Stored items
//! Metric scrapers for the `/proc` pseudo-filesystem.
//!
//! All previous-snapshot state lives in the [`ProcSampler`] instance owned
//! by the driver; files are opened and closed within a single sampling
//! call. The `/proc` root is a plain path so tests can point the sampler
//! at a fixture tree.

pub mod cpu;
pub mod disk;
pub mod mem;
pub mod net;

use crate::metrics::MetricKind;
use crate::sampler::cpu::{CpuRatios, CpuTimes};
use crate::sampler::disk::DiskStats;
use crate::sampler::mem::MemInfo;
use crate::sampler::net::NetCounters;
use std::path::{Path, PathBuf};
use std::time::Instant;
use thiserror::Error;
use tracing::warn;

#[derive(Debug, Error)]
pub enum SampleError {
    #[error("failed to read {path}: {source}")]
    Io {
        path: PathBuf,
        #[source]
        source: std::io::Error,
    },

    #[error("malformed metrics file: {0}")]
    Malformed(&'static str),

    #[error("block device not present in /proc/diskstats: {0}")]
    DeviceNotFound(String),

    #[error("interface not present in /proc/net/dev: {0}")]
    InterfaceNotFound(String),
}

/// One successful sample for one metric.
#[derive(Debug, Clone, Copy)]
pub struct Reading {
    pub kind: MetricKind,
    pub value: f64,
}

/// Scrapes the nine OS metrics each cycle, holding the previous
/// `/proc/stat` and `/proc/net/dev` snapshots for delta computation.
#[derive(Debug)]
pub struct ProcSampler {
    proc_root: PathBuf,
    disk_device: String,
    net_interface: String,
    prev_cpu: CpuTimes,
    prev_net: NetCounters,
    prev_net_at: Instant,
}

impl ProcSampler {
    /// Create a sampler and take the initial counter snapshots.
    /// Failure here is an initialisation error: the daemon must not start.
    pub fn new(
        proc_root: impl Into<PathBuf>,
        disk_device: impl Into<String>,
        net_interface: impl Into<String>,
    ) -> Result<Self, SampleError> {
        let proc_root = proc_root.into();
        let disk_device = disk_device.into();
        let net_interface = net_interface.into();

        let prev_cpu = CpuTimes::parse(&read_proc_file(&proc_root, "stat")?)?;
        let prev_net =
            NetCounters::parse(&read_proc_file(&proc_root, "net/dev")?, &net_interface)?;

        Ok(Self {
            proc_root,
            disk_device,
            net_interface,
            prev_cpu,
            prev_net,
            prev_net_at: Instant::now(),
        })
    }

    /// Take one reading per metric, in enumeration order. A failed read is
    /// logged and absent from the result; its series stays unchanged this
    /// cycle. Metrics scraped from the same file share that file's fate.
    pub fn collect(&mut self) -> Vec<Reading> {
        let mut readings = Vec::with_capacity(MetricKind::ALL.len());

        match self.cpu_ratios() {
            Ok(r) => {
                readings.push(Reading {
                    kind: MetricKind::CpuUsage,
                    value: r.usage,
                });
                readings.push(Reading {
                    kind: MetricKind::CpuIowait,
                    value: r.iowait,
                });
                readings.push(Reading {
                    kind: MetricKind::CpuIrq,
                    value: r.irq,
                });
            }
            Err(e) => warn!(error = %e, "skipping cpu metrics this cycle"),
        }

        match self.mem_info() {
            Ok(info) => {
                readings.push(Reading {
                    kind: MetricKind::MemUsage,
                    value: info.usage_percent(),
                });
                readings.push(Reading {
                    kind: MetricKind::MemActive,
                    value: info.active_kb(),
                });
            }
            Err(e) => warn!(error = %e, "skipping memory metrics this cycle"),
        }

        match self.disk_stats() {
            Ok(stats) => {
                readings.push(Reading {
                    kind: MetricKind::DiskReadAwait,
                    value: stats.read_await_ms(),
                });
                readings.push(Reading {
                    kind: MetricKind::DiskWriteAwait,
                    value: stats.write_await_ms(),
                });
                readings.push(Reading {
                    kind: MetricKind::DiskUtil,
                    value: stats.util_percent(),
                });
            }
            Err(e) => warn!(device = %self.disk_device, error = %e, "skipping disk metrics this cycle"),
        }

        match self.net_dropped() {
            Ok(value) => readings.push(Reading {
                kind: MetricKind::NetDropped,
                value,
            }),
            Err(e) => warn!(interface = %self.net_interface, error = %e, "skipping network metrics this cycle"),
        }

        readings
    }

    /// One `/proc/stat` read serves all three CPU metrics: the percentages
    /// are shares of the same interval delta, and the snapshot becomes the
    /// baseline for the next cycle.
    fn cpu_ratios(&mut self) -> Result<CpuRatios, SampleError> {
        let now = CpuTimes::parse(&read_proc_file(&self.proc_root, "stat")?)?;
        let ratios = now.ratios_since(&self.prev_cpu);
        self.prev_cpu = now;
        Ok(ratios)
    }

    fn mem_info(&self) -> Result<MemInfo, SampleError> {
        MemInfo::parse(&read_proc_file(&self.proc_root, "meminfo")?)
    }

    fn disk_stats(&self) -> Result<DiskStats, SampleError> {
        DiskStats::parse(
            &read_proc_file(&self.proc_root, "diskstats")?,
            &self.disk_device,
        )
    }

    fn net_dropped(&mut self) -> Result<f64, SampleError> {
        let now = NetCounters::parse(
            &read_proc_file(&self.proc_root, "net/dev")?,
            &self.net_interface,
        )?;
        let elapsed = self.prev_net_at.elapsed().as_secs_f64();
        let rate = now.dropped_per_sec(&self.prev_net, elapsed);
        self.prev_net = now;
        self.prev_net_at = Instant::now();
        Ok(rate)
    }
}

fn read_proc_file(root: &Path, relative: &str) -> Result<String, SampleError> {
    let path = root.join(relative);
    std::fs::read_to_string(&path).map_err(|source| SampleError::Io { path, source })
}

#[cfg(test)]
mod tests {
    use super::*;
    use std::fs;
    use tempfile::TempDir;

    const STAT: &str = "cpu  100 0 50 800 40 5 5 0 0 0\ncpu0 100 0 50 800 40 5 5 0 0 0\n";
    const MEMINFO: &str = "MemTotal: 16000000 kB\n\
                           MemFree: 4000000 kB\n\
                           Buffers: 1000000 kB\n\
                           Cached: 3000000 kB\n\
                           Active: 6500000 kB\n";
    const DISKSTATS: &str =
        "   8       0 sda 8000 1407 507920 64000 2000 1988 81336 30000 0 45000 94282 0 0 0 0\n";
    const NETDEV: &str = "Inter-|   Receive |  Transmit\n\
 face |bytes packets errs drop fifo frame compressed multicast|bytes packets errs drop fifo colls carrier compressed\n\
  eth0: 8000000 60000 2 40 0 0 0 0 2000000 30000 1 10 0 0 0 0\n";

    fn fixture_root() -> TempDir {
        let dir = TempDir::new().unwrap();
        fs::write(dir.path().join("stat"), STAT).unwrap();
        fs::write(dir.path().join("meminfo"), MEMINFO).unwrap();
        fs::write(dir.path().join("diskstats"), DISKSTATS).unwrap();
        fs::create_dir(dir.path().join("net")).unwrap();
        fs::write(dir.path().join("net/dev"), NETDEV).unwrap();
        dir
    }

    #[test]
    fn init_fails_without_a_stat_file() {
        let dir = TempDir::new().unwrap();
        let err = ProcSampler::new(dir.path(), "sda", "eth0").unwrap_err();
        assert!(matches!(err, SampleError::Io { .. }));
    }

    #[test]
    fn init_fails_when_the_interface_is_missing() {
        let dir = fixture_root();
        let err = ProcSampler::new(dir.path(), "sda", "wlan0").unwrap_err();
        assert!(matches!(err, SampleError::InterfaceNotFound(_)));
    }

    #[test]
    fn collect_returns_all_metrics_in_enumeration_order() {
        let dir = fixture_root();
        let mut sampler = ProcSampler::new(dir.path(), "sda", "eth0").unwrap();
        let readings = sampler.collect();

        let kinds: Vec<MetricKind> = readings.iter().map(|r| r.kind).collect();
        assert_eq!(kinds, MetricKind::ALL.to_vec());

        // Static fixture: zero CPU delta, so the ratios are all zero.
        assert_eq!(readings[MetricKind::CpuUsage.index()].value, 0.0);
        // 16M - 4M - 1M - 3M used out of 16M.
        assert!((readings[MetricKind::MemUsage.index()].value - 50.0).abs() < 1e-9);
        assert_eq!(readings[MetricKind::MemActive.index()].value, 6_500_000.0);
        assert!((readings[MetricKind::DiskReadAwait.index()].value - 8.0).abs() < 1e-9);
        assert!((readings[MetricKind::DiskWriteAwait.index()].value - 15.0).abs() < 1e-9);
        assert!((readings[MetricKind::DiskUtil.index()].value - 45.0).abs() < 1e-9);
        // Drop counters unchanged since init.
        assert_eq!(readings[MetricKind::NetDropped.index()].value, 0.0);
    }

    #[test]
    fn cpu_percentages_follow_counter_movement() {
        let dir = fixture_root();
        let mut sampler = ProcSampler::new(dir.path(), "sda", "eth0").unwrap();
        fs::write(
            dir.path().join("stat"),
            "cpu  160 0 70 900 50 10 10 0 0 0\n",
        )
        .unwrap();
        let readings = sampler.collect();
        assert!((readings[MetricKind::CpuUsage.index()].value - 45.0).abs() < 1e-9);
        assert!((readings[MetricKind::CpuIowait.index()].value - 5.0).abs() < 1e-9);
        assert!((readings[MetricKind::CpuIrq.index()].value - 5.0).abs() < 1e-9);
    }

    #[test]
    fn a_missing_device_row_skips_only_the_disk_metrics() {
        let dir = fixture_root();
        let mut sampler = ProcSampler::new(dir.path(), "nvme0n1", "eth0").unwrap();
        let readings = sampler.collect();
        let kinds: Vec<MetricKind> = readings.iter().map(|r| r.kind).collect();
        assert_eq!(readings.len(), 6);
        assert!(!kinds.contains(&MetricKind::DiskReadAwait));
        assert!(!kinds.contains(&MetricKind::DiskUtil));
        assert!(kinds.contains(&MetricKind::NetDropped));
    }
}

## [Directions for this task]
Repeat word for word the lines above that run from the line containing "let mut readings" through the line containing "cpu metrics this", both ends included, and nothing else.

## [Solution below]
        let mut readings = Vec::with_capacity(MetricKind::ALL.len());

        match self.cpu_ratios() {
            Ok(r) => {
                readings.push(Reading {
                    kind: MetricKind::CpuUsage,
                    value: r.usage,
                });
                readings.push(Reading {
                    kind: MetricKind::CpuIowait,
                    value: r.iowait,
                });
                readings.push(Reading {
                    kind: MetricKind::CpuIrq,
                    value: r.irq,
                });
            }
            Err(e) => warn!(error = %e, "skipping cpu metrics this cycle"),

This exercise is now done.